Objective  To evaluate the sensitivity and specificity of the quantitative real-time polymerase chain reaction (qPCR) for 16S rDNA gene screening using sonicated fluid from orthopedic implants. Methods  A retrospective study was conducted on 73 sonicated fluids obtained from patients with infection associated with orthopedic implants. The samples were subjected to conventional culture and molecular testing using matrix-assisted laser desorption/ionization time-of-flight mass spectrometry (MALDI-TOF MS) and qPCR for 16S rDNA . The cycle threshold values were used to define a cut-off of the qPCR of the 16S rDNA for negative and positive cultures. Results  No statistical differences were observed between the positive and negative culture groups based on the time from the first surgery to infection ( p  = 0.958), age ( p =  0.269), or general comorbidities. Nevertheless, a statistical difference was found between the mean duration of antibiotic use before device removal (3.41 versus 0.94; p =  0.016). Bacterial DNA was identified in every sample from the sonicated fluids. The median cycle thresholds of the positive and negative cultures were of 25.6 and 27.3 respectively ( p  < 0.001).

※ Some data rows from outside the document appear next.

//! Plays a short arpeggio through the default output device.
//!
//! Run with: cargo run --example play_tones --features cpal_sink

use std::thread::sleep;
use std::time::{Duration, Instant};

use mixdown::sources::Sine;
use mixdown::{CpalDevice, InitError, MixDriver, MixerConfig};

fn main() -> Result<(), Box<dyn std::error::Error>> {
    tracing_subscriber::fmt::init();

    let device = CpalDevice::default_output().ok_or(InitError::NoDevice)?;
    let config = MixerConfig::default().with_sample_rate(device.sample_rate());
    let rate = config.sample_rate();
    let driver = MixDriver::new(device, config)?;

    println!("latency: {:.1}ms", driver.play_latency() * 1000.0);

    // Schedule every note up front; each lands on its exact frame
    let start = Instant::now() + Duration::from_millis(200);
    let notes = [261.63, 329.63, 392.0, 523.25];
    let mut flags = Vec::new();
    for (i, freq) in notes.into_iter().enumerate() {
        let tone = Sine::new(rate, freq)
            .with_amplitude(0.2)
            .with_length(rate as u64 / 2)
            .starting_at(start + Duration::from_millis(250 * i as u64));
        flags.push(tone.finished());
        driver.start_mixing(tone)?;
    }

    let frame_time = Duration::from_millis(16);
    while !flags.iter().all(|f| f.is_set()) {
        for id in driver.update(frame_time.as_secs_f32())? {
            println!("finished {:?} at frame {}", id, driver.get_position(Some(id))?);
        }
        sleep(frame_time);
    }

    driver.shutdown()?;
    Ok(())
}
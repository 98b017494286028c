//! Mixer configuration.

use std::time::Duration;

use crate::device::DeviceFormat;
use crate::error::InitError;
use crate::mix::MAX_VOLUME;

/// Static layout of the mixer: output format, chunk size and buffer count.
///
/// Defaults match a classic 16-bit stereo driver: 44.1kHz, 1024-frame chunks,
/// 8 buffers (8192 frames of ring capacity, ~186ms).
///
/// ```
/// # use mixdown::MixerConfig;
/// let config = MixerConfig::default()
///     .with_sample_rate(48000)
///     .with_chunk_frames(512)
///     .with_buffer_count(4);
/// assert_eq!(config.total_frames(), 2048);
/// ```
#[derive(Clone, Debug, PartialEq)]
pub struct MixerConfig {
    sample_rate: u32,
    channels: u16,
    chunk_frames: usize,
    buffer_count: usize,
    wait_timeout: Duration,
    mix_volume: f32,
}

impl Default for MixerConfig {
    fn default() -> Self {
        Self {
            sample_rate: 44100,
            channels: 2,
            chunk_frames: 1024,
            buffer_count: 8,
            wait_timeout: Duration::from_millis(10),
            mix_volume: 1.0,
        }
    }
}

impl MixerConfig {
    pub fn with_sample_rate(mut self, sample_rate: u32) -> Self {
        self.sample_rate = sample_rate;
        self
    }

    pub fn with_channels(mut self, channels: u16) -> Self {
        self.channels = channels;
        self
    }

    /// Frames per chunk (one device buffer).
    pub fn with_chunk_frames(mut self, frames: usize) -> Self {
        self.chunk_frames = frames;
        self
    }

    /// Number of device buffers in the pool.
    pub fn with_buffer_count(mut self, count: usize) -> Self {
        self.buffer_count = count;
        self
    }

    /// Upper bound on how long the mixer thread sleeps waiting for a free buffer.
    pub fn with_wait_timeout(mut self, timeout: Duration) -> Self {
        self.wait_timeout = timeout;
        self
    }

    /// Initial gain of the whole mix, `0.0..=4.0`.
    pub fn with_mix_volume(mut self, volume: f32) -> Self {
        self.mix_volume = volume;
        self
    }

    /// Check the configuration can be used to build a mixer.
    pub fn validate(&self) -> Result<(), InitError> {
        if self.sample_rate == 0 {
            return Err(InitError::InvalidConfig("sample rate must be non-zero".into()));
        }
        if self.channels == 0 {
            return Err(InitError::InvalidConfig("channel count must be non-zero".into()));
        }
        if self.chunk_frames == 0 {
            return Err(InitError::InvalidConfig("chunk size must be non-zero".into()));
        }
        if self.buffer_count == 0 {
            return Err(InitError::InvalidConfig("buffer count must be non-zero".into()));
        }
        if self.wait_timeout.is_zero() {
            return Err(InitError::InvalidConfig("wait timeout must be non-zero".into()));
        }
        if !(0.0..=MAX_VOLUME).contains(&self.mix_volume) {
            return Err(InitError::InvalidConfig(format!(
                "mix volume {} out of range",
                self.mix_volume
            )));
        }
        self.chunk_frames
            .checked_mul(self.channels as usize)
            .and_then(|samples| samples.checked_mul(self.buffer_count))
            .ok_or_else(|| InitError::InvalidConfig("buffer pool size overflows".into()))?;
        Ok(())
    }

    #[inline]
    pub fn sample_rate(&self) -> u32 {
        self.sample_rate
    }

    #[inline]
    pub fn channels(&self) -> u16 {
        self.channels
    }

    #[inline]
    pub fn chunk_frames(&self) -> usize {
        self.chunk_frames
    }

    #[inline]
    pub fn buffer_count(&self) -> usize {
        self.buffer_count
    }

    #[inline]
    pub fn wait_timeout(&self) -> Duration {
        self.wait_timeout
    }

    #[inline]
    pub fn mix_volume(&self) -> f32 {
        self.mix_volume
    }

    /// Interleaved samples in one chunk.
    #[inline]
    pub fn chunk_samples(&self) -> usize {
        self.chunk_frames * self.channels as usize
    }

    /// Ring capacity in frames (all buffers).
    #[inline]
    pub fn total_frames(&self) -> usize {
        self.chunk_frames * self.buffer_count
    }

    /// The 16-bit interleaved format the device is opened with.
    pub fn format(&self) -> DeviceFormat {
        DeviceFormat {
            sample_rate: self.sample_rate,
            channels: self.channels,
            bits_per_sample: 16,
        }
    }

    /// Average output delay in seconds.
    ///
    /// With N chunks queued and one chunk refilled at a time, the ring holds
    /// between `total - chunk` and `total` frames; on average `total - chunk/2`.
    pub fn play_latency(&self) -> f64 {
        let frames = self.total_frames() as f64 - self.chunk_frames as f64 / 2.0;
        frames / self.sample_rate as f64
    }
}
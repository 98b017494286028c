//! Monotonic time sources.
//!
//! The clock is only consulted to turn a stream's start time into a frame
//! offset. Mix pacing comes from buffer availability, never from a timer.

use std::sync::Mutex;
use std::time::{Duration, Instant};

/// A monotonic wall clock.
pub trait Clock: Send + Sync + 'static {
    fn now(&self) -> Instant;
}

/// [`Instant::now`].
#[derive(Clone, Copy, Debug, Default)]
pub struct SystemClock;

impl Clock for SystemClock {
    #[inline]
    fn now(&self) -> Instant {
        Instant::now()
    }
}

/// A clock that only moves when told to.
///
/// ```
/// # use mixdown::{Clock, ManualClock};
/// # use std::time::Duration;
/// let clock = ManualClock::new();
/// let t0 = clock.now();
/// clock.advance(Duration::from_millis(5));
/// assert_eq!(clock.now() - t0, Duration::from_millis(5));
/// ```
#[derive(Debug)]
pub struct ManualClock {
    now: Mutex<Instant>,
}

impl ManualClock {
    pub fn new() -> Self {
        Self::starting_at(Instant::now())
    }

    pub fn starting_at(start: Instant) -> Self {
        Self { now: Mutex::new(start) }
    }

    pub fn advance(&self, by: Duration) {
        let mut now = self.now.lock().unwrap_or_else(|e| e.into_inner());
        *now += by;
    }
}

impl Default for ManualClock {
    fn default() -> Self {
        Self::new()
    }
}

impl Clock for ManualClock {
    fn now(&self) -> Instant {
        *self.now.lock().unwrap_or_else(|e| e.into_inner())
    }
}

/// Whole frames from `now` until `start`, rounded to the nearest frame.
///
/// Negative when `start` has already passed.
pub(crate) fn frames_until(start: Instant, now: Instant, sample_rate: u32) -> i64 {
    let secs = if start >= now {
        (start - now).as_secs_f64()
    } else {
        -(now - start).as_secs_f64()
    };
    (secs * sample_rate as f64).round() as i64
}

impl<C: Clock> Clock for std::sync::Arc<C> {
    #[inline]
    fn now(&self) -> Instant {
        (**self).now()
    }
}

As a diagnostic tool, a cycle threshold cut-off of 26.89 demonstrated an area under the curve of the receiver operating characteristic of 0.877 ( p  ≤ 0.001). Conclusion  The presence of antimicrobial agents for more than 72 hours decreased culture positivity, but did not influence the qPCR results. Despite this, amplification of the 16S rDNA may overestimate infection diagnosis.